A Bayesian Finite Mixture Model Approach for Mixed-type Data Clustering and Variable Selection with Censored Biomarkers

Clustering mixed-type data remains a major challenge in biomedical research to uncover clinically meaningful subgroups within heterogeneous patient populations. Most existing clustering methods impose restrictive assumptions like local independence, fail to accommodate censored biomarkers, or unable to quantify variable importance. We propose a Bayesian finite mixture model (BFMM) clustering framework that addresses these limitations. BFMM flexibly models both continuous and categorical variables, incorporates three covariance structures to capture cluster-specific dependencies among continuous features, and handles censored observations through likelihood-based imputation. To facilitate feature prioritization, BFMM uses spike-and-slab priors to estimate variable importance on a continuous 0-1 scale. Simulation studies demonstrate that BFMM outperforms existing methods in clustering accuracy, particularly given strong within-cluster correlation or censored variables, and reliably distinguishes informative features from noise under varying conditions. We applied BFMM to two real-world datasets: (1) the SENECA cohort integrating electronic health records from patients with Sepsis; and (2) the EDEN randomized trial of patients with acute lung injury. In both settings, BFMM identified clinically interpretable phenotypes and revealed variable-specific contributions to subgroup differentiation. In the EDEN trial, it also uncovered evidence of treatment heterogeneity. These findings validate BFMM as an effective, interpretable, and practically useful clustering tool for complex biomedical datasets.

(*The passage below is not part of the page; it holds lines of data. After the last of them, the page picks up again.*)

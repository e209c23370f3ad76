//! Full-height chunk columns.
//!
//! A [`Chunk`] owns the sparse set of [`SubChunk`] bands at one chunk-grid
//! coordinate, plus 256-entry height and biome grids and opaque entity
//! records. Column grids are indexed `z * 16 + x`, matching the storage
//! layout.

use std::collections::BTreeMap;
use std::fmt;

use quartz_nbt::NbtCompound;
use serde::{Deserialize, Serialize};

use crate::block_state::BlockState;
use crate::error::BlockError;
use crate::sub_chunk::{MAX_LAYERS, SubChunk};

/// Number of columns in a chunk (16 × 16).
pub const COLUMN_AREA: usize = 256;

/// Height of one subchunk band in blocks.
pub const BAND_HEIGHT: i32 = 16;

/// Opaque structured record attached to a chunk (entity or block entity).
pub type EntityRecord = NbtCompound;

/// Position of a chunk in chunk-grid space.
///
/// `y` is the grid's second horizontal axis, not a vertical coordinate.
#[derive(Clone, Copy, Debug, PartialEq, Eq, Hash, PartialOrd, Ord, Serialize, Deserialize)]
pub struct ChunkPos {
    /// Chunk-grid X.
    pub x: i32,
    /// Chunk-grid Y.
    pub y: i32,
}

impl ChunkPos {
    /// Creates a chunk position.
    pub fn new(x: i32, y: i32) -> Self {
        Self { x, y }
    }

    /// Returns the position offset by `(dx, dy)`.
    pub fn offset(self, dx: i32, dy: i32) -> Self {
        Self::new(self.x + dx, self.y + dy)
    }
}

impl fmt::Display for ChunkPos {
    fn fmt(&self, f: &mut fmt::Formatter<'_>) -> fmt::Result {
        write!(f, "({}, {})", self.x, self.y)
    }
}

/// Capability set of a chunk column, independent of how it is stored.
pub trait ChunkColumn {
    /// Chunk-grid X.
    fn x(&self) -> i32;
    /// Chunk-grid Y.
    fn y(&self) -> i32;
    /// Height of the highest block in column `(x, z)`.
    fn height(&self, x: i32, z: i32) -> Result<u16, BlockError>;
    /// Sets the height of column `(x, z)`.
    fn set_height(&mut self, x: i32, z: i32, height: u16) -> Result<(), BlockError>;
    /// Biome id of column `(x, z)`.
    fn biome(&self, x: i32, z: i32) -> Result<u8, BlockError>;
    /// Sets the biome id of column `(x, z)`.
    fn set_biome(&mut self, x: i32, z: i32, biome: u8) -> Result<(), BlockError>;
    /// Entity records.
    fn entities(&self) -> &[EntityRecord];
    /// Replaces all entity records.
    fn set_entities(&mut self, entities: Vec<EntityRecord>) -> Result<(), BlockError>;
    /// Block-entity records.
    fn block_entities(&self) -> &[EntityRecord];
    /// Replaces all block-entity records.
    fn set_block_entities(&mut self, block_entities: Vec<EntityRecord>) -> Result<(), BlockError>;
    /// Block at chunk-relative `(x, y, z)` in the primary layer.
    fn get_block(&self, x: i32, y: i32, z: i32) -> Result<&BlockState, BlockError>;
    /// Writes a block at chunk-relative `(x, y, z)` in the primary layer.
    fn set_block(&mut self, x: i32, y: i32, z: i32, state: BlockState) -> Result<(), BlockError>;
}

/// A chunk column at a fixed position.
///
/// The position is fixed at construction; it is the provider's cache key.
/// Once a provider unloads the chunk it is evicted and every mutator fails
/// with [`BlockError::ChunkEvicted`]; fetch a fresh handle instead.
#[derive(Clone, Debug, PartialEq)]
pub struct Chunk {
    pos: ChunkPos,
    sub_chunks: BTreeMap<u8, SubChunk>,
    heights: Vec<u16>,
    biomes: Vec<u8>,
    entities: Vec<EntityRecord>,
    block_entities: Vec<EntityRecord>,
    dirty: bool,
    version: u64,
    evicted: bool,
}

fn column_index(x: i32, z: i32) -> Result<usize, BlockError> {
    if (0..16).contains(&x) && (0..16).contains(&z) {
        Ok((z * 16 + x) as usize)
    } else {
        Err(BlockError::CoordinateOutOfRange { x, y: 0, z })
    }
}

/// Splits a chunk-relative Y into its band index and the Y inside that band.
fn resolve_band(x: i32, y: i32, z: i32) -> Result<(u8, i32), BlockError> {
    let band = u8::try_from(y.div_euclid(BAND_HEIGHT))
        .map_err(|_| BlockError::CoordinateOutOfRange { x, y, z })?;
    Ok((band, y.rem_euclid(BAND_HEIGHT)))
}

impl Chunk {
    /// Creates an empty chunk with zeroed grids and no subchunks.
    pub fn new(pos: ChunkPos) -> Self {
        Self {
            pos,
            sub_chunks: BTreeMap::new(),
            heights: vec![0; COLUMN_AREA],
            biomes: vec![0; COLUMN_AREA],
            entities: Vec::new(),
            block_entities: Vec::new(),
            dirty: false,
            version: 0,
            evicted: false,
        }
    }

    /// Position of this chunk.
    pub fn pos(&self) -> ChunkPos {
        self.pos
    }

    /// Subchunks present, ordered by band.
    pub fn sub_chunks(&self) -> impl Iterator<Item = &SubChunk> {
        self.sub_chunks.values()
    }

    /// Band `y`, if present.
    pub fn sub_chunk(&self, y: u8) -> Option<&SubChunk> {
        self.sub_chunks.get(&y)
    }

    /// Mutable band `y`. Marks the chunk dirty.
    pub fn sub_chunk_mut(&mut self, y: u8) -> Result<&mut SubChunk, BlockError> {
        self.check_live()?;
        let sub = self
            .sub_chunks
            .get_mut(&y)
            .ok_or(BlockError::SubChunkNotLoaded(i32::from(y)))?;
        self.dirty = true;
        self.version += 1;
        Ok(sub)
    }

    /// Inserts a subchunk, replacing any band with the same `y`.
    pub fn insert_sub_chunk(&mut self, sub: SubChunk) -> Result<Option<SubChunk>, BlockError> {
        self.check_live()?;
        self.touch();
        Ok(self.sub_chunks.insert(sub.y(), sub))
    }

    /// Removes band `y`.
    pub fn remove_sub_chunk(&mut self, y: u8) -> Result<Option<SubChunk>, BlockError> {
        self.check_live()?;
        let removed = self.sub_chunks.remove(&y);
        if removed.is_some() {
            self.touch();
        }
        Ok(removed)
    }

    /// Block at chunk-relative `(x, y, z)` in storage layer `layer`.
    pub fn get_block_at_layer(
        &self,
        x: i32,
        y: i32,
        z: i32,
        layer: isize,
    ) -> Result<&BlockState, BlockError> {
        let (band, local_y) = resolve_band(x, y, z)?;
        self.sub_chunks
            .get(&band)
            .ok_or(BlockError::SubChunkNotLoaded(i32::from(band)))?
            .get_block_at(x, local_y, z, layer)
    }

    /// Writes a block in storage layer `layer`, creating the band if absent.
    pub fn set_block_at_layer(
        &mut self,
        x: i32,
        y: i32,
        z: i32,
        layer: isize,
        state: BlockState,
    ) -> Result<(), BlockError> {
        self.check_live()?;
        let (band, local_y) = resolve_band(x, y, z)?;
        crate::block_storage::validate(x, local_y, z)?;
        if !(0..MAX_LAYERS as isize).contains(&layer) {
            return Err(BlockError::InvalidLayer(layer));
        }
        self.sub_chunks
            .entry(band)
            .or_insert_with(|| SubChunk::new_air(band))
            .set_block_at(x, local_y, z, layer, state)?;
        self.touch();
        Ok(())
    }

    /// Height grid, indexed `z * 16 + x`.
    pub fn height_map(&self) -> &[u16] {
        &self.heights
    }

    /// Biome grid, indexed `z * 16 + x`.
    pub fn biome_map(&self) -> &[u8] {
        &self.biomes
    }

    /// Recomputes every column height from the primary layer.
    ///
    /// A column's height is one above its highest non-air block, or 0 if
    /// the column is empty or unreadable.
    pub fn recalculate_height_map(&mut self) -> Result<(), BlockError> {
        self.check_live()?;
        for z in 0..16 {
            for x in 0..16 {
                let mut height = 0u16;
                'bands: for sub in self.sub_chunks.values().rev() {
                    for ly in (0..BAND_HEIGHT).rev() {
                        if let Ok(state) = sub.get_block_at(x, ly, z, 0)
                            && !state.is_air()
                        {
                            let world_y = i32::from(sub.y()) * BAND_HEIGHT + ly;
                            height = (world_y + 1) as u16;
                            break 'bands;
                        }
                    }
                }
                self.heights[(z * 16 + x) as usize] = height;
            }
        }
        self.touch();
        Ok(())
    }

    /// Whether the chunk has changes not yet persisted.
    pub fn is_dirty(&self) -> bool {
        self.dirty
    }

    /// Flags the chunk as needing persistence.
    pub fn mark_dirty(&mut self) {
        self.dirty = true;
    }

    /// Clears the dirty flag after a successful save.
    pub fn clear_dirty(&mut self) {
        self.dirty = false;
    }

    /// Mutation counter, incremented on every change.
    pub fn version(&self) -> u64 {
        self.version
    }

    /// Whether the chunk was unloaded and no longer accepts writes.
    pub fn is_evicted(&self) -> bool {
        self.evicted
    }

    /// Band `y` for persistence fix-ups. Skips the eviction check and
    /// leaves the dirty flag alone.
    pub(crate) fn band_mut(&mut self, y: u8) -> Option<&mut SubChunk> {
        self.sub_chunks.get_mut(&y)
    }

    pub(crate) fn mark_evicted(&mut self) {
        self.evicted = true;
    }

    /// Assembles a clean chunk from decoded parts.
    ///
    /// Grids of the wrong length are resized with zeros; later bands replace
    /// earlier ones with the same `y`.
    pub(crate) fn from_parts(
        pos: ChunkPos,
        subs: Vec<SubChunk>,
        mut heights: Vec<u16>,
        mut biomes: Vec<u8>,
        entities: Vec<EntityRecord>,
        block_entities: Vec<EntityRecord>,
    ) -> Self {
        heights.resize(COLUMN_AREA, 0);
        biomes.resize(COLUMN_AREA, 0);
        Self {
            pos,
            sub_chunks: subs.into_iter().map(|s| (s.y(), s)).collect(),
            heights,
            biomes,
            entities,
            block_entities,
            dirty: false,
            version: 0,
            evicted: false,
        }
    }

    fn check_live(&self) -> Result<(), BlockError> {
        if self.evicted {
            Err(BlockError::ChunkEvicted)
        } else {
            Ok(())
        }
    }

    fn touch(&mut self) {
        self.dirty = true;
        self.version += 1;
    }
}

impl ChunkColumn for Chunk {
    fn x(&self) -> i32 {
        self.pos.x
    }

    fn y(&self) -> i32 {
        self.pos.y
    }

    fn height(&self, x: i32, z: i32) -> Result<u16, BlockError> {
        Ok(self.heights[column_index(x, z)?])
    }

    fn set_height(&mut self, x: i32, z: i32, height: u16) -> Result<(), BlockError> {
        self.check_live()?;
        let i = column_index(x, z)?;
        self.heights[i] = height;
        self.touch();
        Ok(())
    }

    fn biome(&self, x: i32, z: i32) -> Result<u8, BlockError> {
        Ok(self.biomes[column_index(x, z)?])
    }

    fn set_biome(&mut self, x: i32, z: i32, biome: u8) -> Result<(), BlockError> {
        self.check_live()?;
        let i = column_index(x, z)?;
        self.biomes[i] = biome;
        self.touch();
        Ok(())
    }

    fn entities(&self) -> &[EntityRecord] {
        &self.entities
    }

    fn set_entities(&mut self, entities: Vec<EntityRecord>) -> Result<(), BlockError> {
        self.check_live()?;
        self.entities = entities;
        self.touch();
        Ok(())
    }

    fn block_entities(&self) -> &[EntityRecord] {
        &self.block_entities
    }

    fn set_block_entities(&mut self, block_entities: Vec<EntityRecord>) -> Result<(), BlockError> {
        self.check_live()?;
        self.block_entities = block_entities;
        self.touch();
        Ok(())
    }

    fn get_block(&self, x: i32, y: i32, z: i32) -> Result<&BlockState, BlockError> {
        self.get_block_at_layer(x, y, z, 0)
    }

    fn set_block(&mut self, x: i32, y: i32, z: i32, state: BlockState) -> Result<(), BlockError> {
        self.set_block_at_layer(x, y, z, 0, state)
    }
}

翻译：在生物医学研究中，对混合型数据进行聚类以揭示异质性患者群体中具有临床意义的亚组仍是一项重大挑战。现有的大多数聚类方法施加了诸如局部独立性等限制性假设，无法处理删失的生物标志物，或难以量化变量重要性。我们提出了一种贝叶斯有限混合模型（BFMM）聚类框架来解决这些局限性。BFMM能够灵活地对连续型和分类变量进行建模，融合了三种协方差结构以捕捉连续特征间的簇特异性依赖关系，并通过基于似然的插补来处理删失观测值。为促进特征排序，BFMM使用尖峰-平板先验在连续的0-1尺度上估计变量重要性。模拟研究表明，BFMM在聚类准确性方面优于现有方法，尤其是在存在强簇内相关性或删失变量的情况下，并且能在不同条件下可靠地区分信息特征与噪声。我们将BFMM应用于两个真实世界数据集：（1）整合了脓毒症患者电子健康记录的SENECA队列；（2）针对急性肺损伤患者的EDEN随机试验。在这两种场景中，BFMM均识别出临床可解释的表型，并揭示了各变量对亚组分化的具体贡献。在EDEN试验中，它还发现了治疗异质性的证据。这些发现验证了BFMM作为一种针对复杂生物医学数据集的有效、可解释且实用的聚类工具。